PROBLEM DESCRIPTION:
Count every line in the data below where the word "BadRequest" appears, then state only that count.

STUDY MATERIAL Start Marker

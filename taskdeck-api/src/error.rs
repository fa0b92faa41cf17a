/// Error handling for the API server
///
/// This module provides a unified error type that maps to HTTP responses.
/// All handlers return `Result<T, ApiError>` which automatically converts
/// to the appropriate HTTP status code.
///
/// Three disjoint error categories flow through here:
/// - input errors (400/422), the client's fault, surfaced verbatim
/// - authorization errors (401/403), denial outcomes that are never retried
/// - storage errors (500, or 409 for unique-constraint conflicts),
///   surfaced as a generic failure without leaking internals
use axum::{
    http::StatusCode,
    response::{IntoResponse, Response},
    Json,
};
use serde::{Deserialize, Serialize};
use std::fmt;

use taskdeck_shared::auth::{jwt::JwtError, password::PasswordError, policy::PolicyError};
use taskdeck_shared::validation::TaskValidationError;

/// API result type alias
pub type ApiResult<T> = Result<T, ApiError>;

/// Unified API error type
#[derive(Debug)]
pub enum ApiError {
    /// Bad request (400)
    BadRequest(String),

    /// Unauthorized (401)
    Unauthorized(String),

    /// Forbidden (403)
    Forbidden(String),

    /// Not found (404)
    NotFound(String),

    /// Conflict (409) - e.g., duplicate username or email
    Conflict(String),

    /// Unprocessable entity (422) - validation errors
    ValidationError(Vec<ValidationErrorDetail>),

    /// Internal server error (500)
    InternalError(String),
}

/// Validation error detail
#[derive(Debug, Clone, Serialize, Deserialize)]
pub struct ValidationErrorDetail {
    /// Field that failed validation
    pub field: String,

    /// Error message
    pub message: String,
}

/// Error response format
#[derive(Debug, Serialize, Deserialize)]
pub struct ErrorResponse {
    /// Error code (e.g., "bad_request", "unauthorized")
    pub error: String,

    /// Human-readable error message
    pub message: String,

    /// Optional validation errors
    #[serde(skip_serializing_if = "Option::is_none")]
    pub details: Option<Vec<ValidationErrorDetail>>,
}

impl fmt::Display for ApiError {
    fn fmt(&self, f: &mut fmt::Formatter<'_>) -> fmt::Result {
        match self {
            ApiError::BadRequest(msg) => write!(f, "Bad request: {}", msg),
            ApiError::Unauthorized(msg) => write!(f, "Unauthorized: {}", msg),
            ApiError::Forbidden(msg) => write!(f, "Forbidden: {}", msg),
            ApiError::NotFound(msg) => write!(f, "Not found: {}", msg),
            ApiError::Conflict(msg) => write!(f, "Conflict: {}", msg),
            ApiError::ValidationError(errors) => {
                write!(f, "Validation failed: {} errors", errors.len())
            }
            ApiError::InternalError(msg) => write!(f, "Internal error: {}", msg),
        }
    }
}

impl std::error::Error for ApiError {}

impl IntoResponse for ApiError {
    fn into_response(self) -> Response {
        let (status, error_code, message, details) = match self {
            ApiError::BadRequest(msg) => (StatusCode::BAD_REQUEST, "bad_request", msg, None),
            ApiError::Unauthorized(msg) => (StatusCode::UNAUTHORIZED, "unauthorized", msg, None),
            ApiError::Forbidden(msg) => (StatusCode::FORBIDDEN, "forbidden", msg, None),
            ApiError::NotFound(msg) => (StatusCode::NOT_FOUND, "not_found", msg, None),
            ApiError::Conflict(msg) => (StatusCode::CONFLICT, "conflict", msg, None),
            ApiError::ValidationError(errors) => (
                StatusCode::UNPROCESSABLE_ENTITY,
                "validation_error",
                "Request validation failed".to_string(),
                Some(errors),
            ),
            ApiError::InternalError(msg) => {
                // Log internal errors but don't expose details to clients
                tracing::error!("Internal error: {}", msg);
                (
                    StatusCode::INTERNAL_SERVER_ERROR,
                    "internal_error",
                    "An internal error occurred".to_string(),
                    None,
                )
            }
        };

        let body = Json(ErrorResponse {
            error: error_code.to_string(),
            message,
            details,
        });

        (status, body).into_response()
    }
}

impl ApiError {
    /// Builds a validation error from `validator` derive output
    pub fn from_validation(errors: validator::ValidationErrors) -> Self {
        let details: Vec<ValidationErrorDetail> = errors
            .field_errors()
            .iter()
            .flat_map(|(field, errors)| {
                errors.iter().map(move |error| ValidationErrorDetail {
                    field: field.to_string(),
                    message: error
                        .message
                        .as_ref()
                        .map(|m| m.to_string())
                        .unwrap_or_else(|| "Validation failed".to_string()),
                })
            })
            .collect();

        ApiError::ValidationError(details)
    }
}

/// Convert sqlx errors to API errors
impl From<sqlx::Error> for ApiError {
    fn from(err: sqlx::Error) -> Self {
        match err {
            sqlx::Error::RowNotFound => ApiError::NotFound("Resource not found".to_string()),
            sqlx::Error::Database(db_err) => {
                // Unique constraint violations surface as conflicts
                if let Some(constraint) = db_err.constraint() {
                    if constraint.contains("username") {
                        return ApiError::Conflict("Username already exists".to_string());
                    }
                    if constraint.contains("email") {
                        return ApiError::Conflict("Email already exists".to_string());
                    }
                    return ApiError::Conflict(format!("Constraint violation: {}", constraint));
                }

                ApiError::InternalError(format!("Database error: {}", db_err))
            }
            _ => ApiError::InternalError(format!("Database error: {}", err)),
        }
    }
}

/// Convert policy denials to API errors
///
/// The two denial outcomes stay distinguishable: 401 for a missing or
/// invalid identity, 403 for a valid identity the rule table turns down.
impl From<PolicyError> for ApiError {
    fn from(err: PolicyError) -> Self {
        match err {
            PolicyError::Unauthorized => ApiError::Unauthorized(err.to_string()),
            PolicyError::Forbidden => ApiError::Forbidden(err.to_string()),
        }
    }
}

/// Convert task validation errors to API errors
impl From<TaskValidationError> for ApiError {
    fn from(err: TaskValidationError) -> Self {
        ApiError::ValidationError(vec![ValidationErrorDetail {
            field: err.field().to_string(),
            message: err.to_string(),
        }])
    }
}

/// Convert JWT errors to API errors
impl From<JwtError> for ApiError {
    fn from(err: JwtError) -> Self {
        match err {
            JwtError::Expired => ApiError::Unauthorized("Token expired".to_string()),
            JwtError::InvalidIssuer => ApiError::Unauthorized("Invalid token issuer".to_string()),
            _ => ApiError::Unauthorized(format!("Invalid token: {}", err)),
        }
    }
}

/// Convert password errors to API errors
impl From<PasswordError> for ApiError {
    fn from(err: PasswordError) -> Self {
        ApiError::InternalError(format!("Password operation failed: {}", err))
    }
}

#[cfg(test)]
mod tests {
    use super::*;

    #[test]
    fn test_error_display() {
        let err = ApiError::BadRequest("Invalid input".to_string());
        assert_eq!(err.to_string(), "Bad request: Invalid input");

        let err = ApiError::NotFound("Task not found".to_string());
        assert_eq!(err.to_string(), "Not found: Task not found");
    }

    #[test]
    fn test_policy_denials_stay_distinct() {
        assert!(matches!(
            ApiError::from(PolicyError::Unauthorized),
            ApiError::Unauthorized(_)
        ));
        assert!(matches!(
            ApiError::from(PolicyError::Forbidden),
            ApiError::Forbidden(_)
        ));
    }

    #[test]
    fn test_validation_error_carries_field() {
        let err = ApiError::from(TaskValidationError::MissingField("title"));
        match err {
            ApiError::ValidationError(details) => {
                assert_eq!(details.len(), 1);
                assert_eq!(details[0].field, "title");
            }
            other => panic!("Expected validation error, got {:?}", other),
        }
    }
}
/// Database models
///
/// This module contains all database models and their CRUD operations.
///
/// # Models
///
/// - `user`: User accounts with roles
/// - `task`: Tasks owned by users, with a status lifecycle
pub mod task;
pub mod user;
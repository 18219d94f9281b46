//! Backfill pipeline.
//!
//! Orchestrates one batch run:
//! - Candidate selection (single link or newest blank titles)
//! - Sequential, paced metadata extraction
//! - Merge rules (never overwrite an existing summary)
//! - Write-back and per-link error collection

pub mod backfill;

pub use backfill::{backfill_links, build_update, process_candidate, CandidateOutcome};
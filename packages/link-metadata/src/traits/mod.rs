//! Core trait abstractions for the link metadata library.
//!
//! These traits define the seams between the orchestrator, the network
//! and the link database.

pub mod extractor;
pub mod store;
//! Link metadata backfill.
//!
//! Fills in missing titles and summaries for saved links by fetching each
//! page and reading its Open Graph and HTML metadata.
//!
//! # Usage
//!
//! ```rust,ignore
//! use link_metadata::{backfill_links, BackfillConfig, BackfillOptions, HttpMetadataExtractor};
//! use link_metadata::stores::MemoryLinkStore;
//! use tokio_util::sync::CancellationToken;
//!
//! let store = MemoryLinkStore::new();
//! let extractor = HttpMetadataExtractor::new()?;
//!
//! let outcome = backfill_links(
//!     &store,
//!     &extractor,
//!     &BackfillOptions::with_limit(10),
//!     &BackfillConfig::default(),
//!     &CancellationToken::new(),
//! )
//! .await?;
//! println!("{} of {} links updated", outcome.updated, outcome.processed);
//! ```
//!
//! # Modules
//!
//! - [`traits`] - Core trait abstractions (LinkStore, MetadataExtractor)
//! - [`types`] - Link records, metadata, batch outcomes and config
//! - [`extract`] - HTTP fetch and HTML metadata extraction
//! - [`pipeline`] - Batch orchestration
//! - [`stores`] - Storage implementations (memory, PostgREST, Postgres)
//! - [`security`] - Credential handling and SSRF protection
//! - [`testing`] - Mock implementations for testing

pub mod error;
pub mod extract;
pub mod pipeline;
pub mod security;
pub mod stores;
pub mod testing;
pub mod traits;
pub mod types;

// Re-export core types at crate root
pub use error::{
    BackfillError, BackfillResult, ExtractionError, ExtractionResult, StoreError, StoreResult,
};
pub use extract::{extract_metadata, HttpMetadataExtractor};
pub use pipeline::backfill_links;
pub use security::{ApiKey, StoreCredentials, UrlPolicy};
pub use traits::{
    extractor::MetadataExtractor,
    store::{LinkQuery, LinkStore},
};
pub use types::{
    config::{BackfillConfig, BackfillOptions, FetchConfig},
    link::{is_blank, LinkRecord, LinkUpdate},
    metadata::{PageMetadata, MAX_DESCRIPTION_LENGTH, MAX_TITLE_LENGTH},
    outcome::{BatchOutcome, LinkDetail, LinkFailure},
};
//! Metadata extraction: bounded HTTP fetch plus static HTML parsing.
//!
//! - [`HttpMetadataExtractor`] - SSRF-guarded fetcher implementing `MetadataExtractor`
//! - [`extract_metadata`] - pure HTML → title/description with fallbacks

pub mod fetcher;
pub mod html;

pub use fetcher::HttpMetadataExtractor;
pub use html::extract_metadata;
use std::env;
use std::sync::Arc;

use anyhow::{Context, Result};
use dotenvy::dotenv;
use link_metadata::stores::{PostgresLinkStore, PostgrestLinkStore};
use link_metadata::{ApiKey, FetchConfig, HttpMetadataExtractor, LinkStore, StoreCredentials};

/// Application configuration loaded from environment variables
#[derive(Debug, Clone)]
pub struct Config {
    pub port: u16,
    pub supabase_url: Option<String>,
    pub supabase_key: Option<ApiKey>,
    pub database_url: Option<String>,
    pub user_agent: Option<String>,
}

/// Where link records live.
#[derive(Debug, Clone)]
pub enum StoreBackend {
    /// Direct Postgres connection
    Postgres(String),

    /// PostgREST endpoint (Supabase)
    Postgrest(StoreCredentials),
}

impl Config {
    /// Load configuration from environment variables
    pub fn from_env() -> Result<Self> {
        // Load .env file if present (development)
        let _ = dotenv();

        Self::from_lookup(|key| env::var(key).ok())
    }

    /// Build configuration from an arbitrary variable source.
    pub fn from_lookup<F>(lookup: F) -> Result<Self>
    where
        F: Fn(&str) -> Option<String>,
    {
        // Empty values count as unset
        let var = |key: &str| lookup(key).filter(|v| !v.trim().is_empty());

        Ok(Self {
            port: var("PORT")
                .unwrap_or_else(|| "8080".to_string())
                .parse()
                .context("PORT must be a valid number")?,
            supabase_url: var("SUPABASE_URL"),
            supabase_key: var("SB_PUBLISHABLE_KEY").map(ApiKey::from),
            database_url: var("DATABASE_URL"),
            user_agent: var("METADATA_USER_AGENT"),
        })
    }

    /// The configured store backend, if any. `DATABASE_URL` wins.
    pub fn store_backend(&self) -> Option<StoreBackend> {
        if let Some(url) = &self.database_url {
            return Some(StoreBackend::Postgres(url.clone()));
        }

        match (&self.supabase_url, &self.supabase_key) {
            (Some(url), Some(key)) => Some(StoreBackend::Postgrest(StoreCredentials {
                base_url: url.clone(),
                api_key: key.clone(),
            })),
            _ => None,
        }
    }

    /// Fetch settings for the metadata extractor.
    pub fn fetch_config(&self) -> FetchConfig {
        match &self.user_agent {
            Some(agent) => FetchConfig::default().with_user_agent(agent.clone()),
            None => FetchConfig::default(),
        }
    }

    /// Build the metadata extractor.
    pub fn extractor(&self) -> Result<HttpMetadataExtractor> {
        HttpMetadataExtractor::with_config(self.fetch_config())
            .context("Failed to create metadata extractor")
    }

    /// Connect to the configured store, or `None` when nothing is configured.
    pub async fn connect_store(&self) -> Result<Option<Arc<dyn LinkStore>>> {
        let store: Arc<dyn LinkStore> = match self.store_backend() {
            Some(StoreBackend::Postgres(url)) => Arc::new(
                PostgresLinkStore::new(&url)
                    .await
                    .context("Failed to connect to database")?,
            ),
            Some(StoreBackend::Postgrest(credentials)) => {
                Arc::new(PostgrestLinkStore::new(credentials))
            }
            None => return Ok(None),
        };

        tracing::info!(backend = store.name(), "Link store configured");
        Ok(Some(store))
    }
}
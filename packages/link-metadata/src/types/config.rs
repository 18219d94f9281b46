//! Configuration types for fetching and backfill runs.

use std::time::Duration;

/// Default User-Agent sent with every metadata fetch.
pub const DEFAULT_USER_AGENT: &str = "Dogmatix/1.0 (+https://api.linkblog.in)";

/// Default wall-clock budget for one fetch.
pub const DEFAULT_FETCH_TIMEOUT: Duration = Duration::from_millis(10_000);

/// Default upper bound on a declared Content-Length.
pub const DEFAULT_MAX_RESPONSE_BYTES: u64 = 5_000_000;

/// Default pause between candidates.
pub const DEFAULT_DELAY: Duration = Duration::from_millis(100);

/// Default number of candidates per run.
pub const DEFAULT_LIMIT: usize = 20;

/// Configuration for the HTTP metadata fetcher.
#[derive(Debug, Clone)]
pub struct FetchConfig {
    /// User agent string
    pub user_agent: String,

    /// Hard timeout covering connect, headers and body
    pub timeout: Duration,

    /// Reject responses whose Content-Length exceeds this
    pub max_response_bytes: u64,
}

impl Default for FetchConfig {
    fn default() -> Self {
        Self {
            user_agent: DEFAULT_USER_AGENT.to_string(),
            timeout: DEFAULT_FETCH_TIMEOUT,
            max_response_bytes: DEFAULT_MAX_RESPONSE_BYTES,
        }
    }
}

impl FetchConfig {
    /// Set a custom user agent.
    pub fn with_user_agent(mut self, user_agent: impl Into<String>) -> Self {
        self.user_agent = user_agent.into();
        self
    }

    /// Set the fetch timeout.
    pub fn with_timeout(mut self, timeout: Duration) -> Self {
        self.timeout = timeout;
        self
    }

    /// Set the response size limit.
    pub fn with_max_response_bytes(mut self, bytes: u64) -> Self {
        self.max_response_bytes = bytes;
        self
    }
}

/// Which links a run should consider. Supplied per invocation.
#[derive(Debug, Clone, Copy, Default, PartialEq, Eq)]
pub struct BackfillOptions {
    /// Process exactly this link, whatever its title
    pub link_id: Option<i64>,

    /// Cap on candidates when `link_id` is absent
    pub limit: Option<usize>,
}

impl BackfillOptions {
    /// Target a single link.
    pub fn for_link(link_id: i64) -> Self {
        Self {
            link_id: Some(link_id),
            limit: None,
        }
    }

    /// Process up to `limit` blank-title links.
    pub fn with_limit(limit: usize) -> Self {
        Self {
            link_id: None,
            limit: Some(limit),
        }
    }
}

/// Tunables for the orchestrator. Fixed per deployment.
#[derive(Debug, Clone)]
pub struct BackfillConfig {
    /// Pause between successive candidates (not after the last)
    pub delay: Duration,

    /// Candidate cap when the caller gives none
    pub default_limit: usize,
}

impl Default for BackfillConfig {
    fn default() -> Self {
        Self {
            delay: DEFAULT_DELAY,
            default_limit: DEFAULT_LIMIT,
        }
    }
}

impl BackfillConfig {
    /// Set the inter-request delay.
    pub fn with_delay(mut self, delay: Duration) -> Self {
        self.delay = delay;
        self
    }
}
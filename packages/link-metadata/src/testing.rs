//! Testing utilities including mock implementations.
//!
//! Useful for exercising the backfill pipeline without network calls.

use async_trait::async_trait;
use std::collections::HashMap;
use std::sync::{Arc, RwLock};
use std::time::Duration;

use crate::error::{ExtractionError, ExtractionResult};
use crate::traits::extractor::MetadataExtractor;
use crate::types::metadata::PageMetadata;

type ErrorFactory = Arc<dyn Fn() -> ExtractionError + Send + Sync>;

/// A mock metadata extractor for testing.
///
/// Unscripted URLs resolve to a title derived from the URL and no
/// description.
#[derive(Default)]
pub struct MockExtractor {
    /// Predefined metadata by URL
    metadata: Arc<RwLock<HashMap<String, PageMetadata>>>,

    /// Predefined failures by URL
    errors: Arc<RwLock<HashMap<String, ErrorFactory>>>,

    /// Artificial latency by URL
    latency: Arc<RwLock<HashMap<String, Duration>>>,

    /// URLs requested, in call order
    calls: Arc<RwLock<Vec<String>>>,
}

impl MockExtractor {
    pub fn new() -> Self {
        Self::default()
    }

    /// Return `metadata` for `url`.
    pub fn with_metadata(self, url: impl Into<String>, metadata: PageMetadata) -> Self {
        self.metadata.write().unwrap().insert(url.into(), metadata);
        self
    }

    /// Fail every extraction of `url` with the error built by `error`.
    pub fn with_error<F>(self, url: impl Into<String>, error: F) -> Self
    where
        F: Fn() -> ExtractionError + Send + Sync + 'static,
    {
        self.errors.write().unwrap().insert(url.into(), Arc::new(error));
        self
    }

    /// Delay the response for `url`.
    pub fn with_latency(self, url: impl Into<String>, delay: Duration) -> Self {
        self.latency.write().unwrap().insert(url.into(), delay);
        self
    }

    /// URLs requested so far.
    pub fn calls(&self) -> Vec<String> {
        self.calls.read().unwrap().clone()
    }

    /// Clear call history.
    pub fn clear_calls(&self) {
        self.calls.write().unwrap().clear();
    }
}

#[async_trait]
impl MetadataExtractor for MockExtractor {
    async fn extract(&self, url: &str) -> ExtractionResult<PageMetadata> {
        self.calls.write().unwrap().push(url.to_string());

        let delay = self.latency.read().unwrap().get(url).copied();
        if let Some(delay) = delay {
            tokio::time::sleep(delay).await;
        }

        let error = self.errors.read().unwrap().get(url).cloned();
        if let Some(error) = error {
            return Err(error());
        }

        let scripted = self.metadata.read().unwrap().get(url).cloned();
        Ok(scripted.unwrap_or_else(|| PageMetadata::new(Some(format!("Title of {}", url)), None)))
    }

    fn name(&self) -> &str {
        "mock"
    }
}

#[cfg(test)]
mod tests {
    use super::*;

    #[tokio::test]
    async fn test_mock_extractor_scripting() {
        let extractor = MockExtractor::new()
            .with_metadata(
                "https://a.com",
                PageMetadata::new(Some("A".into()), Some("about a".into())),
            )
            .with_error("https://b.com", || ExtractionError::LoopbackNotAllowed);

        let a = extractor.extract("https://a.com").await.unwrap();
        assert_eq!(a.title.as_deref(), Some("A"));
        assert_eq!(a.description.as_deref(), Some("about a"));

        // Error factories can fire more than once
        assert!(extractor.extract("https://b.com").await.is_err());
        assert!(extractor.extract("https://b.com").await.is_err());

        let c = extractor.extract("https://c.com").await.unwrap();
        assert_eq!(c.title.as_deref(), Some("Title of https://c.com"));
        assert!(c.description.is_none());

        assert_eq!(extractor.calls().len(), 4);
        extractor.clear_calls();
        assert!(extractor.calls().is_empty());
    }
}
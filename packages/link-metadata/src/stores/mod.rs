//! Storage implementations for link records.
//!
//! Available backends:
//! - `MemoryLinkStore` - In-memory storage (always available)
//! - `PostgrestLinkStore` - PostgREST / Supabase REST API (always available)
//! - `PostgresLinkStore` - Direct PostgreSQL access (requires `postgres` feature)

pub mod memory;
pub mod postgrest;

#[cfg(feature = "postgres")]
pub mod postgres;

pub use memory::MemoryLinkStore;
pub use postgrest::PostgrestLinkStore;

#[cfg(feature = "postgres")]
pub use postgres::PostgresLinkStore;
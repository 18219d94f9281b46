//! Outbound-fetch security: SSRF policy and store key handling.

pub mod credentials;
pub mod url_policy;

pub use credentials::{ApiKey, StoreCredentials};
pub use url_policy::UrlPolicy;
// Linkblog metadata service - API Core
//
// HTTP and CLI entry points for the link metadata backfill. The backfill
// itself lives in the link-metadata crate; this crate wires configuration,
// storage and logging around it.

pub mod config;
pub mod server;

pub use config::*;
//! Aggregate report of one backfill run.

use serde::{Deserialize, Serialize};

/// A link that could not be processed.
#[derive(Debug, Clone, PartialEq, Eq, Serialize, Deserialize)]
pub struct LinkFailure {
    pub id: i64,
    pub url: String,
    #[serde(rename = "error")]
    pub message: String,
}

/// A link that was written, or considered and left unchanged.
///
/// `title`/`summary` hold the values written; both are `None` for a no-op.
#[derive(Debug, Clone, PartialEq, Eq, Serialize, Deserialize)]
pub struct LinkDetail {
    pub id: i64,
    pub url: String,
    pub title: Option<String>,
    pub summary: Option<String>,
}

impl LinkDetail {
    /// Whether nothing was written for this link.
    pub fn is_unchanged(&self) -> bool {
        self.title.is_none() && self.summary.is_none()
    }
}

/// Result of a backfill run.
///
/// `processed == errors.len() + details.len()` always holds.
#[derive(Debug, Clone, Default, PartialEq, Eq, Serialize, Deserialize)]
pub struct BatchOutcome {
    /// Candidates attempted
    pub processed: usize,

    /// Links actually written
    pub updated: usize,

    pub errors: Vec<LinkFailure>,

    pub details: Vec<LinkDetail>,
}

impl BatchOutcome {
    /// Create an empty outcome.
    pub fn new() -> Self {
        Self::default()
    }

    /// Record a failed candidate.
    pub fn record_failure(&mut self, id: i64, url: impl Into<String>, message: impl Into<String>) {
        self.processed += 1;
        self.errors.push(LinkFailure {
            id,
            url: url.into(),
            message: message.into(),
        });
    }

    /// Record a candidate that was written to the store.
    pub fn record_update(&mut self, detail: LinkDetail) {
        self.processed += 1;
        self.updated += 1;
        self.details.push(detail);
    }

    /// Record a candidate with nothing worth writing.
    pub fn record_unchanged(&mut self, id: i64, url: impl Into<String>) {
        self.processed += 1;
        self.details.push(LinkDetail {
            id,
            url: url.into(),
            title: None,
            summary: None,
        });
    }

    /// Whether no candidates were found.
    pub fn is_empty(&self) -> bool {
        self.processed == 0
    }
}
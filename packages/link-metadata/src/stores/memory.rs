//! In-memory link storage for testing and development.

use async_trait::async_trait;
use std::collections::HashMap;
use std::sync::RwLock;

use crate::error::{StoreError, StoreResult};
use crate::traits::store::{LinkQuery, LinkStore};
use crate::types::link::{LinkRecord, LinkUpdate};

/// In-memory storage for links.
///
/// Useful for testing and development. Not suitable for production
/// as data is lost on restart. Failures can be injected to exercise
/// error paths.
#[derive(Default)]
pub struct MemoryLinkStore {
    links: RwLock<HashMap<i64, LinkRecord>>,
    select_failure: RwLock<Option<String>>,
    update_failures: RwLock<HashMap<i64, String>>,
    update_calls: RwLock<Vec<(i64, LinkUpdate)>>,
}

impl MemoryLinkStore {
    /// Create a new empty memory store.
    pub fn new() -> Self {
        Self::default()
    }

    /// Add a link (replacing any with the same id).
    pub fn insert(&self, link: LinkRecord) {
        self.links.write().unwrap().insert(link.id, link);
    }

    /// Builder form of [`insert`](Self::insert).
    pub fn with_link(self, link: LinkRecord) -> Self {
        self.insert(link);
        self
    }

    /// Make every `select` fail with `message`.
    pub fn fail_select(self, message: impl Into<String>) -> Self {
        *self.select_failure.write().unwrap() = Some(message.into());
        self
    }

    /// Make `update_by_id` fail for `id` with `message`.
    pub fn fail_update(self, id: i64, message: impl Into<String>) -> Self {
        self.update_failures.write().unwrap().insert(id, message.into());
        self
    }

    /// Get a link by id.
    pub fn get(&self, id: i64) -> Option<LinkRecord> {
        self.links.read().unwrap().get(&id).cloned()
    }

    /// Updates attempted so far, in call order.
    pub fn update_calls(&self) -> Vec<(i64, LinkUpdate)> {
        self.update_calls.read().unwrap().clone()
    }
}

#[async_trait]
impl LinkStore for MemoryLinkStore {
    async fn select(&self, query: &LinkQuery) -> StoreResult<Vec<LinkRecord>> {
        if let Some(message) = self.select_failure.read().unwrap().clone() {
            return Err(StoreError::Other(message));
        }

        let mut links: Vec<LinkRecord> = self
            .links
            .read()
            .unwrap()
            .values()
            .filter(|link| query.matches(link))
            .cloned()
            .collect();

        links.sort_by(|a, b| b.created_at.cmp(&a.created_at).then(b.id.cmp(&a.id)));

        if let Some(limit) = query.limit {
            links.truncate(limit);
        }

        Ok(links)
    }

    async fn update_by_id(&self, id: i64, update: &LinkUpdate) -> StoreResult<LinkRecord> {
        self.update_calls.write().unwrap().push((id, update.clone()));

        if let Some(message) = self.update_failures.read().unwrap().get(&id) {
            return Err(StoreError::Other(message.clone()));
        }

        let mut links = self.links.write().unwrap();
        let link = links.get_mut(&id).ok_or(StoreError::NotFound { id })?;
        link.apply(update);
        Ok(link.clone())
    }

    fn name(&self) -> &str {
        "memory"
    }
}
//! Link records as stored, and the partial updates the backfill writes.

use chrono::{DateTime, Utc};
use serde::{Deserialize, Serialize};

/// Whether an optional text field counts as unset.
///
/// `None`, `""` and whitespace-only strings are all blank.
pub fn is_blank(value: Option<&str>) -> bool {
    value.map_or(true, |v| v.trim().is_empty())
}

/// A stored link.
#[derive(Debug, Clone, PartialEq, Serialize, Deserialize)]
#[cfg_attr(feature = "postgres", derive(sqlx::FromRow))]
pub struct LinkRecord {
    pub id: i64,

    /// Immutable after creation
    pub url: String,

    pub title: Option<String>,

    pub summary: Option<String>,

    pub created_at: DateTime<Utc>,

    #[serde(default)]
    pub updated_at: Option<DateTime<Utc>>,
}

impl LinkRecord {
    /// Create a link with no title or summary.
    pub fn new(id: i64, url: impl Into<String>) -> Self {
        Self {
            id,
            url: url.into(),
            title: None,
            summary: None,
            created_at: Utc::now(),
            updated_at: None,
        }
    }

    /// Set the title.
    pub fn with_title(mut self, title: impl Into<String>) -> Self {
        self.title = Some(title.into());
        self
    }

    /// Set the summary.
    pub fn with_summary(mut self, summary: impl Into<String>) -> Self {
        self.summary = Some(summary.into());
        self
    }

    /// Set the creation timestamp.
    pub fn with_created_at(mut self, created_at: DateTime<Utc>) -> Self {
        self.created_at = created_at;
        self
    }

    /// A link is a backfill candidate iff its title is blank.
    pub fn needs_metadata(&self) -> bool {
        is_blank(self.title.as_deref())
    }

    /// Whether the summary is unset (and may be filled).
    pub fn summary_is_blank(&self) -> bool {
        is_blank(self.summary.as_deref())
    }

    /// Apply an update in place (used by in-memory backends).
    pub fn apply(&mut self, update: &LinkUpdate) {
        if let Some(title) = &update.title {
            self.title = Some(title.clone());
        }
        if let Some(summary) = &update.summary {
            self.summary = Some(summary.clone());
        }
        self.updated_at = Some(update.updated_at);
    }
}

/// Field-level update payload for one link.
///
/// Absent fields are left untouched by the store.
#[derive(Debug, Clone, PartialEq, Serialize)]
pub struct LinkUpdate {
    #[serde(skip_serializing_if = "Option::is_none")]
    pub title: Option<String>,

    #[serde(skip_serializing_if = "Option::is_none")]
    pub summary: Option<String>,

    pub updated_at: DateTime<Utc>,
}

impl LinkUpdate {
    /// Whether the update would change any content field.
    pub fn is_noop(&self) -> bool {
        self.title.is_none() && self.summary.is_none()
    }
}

STUDY MATERIAL End Marker

EXERCISE RESULT:
4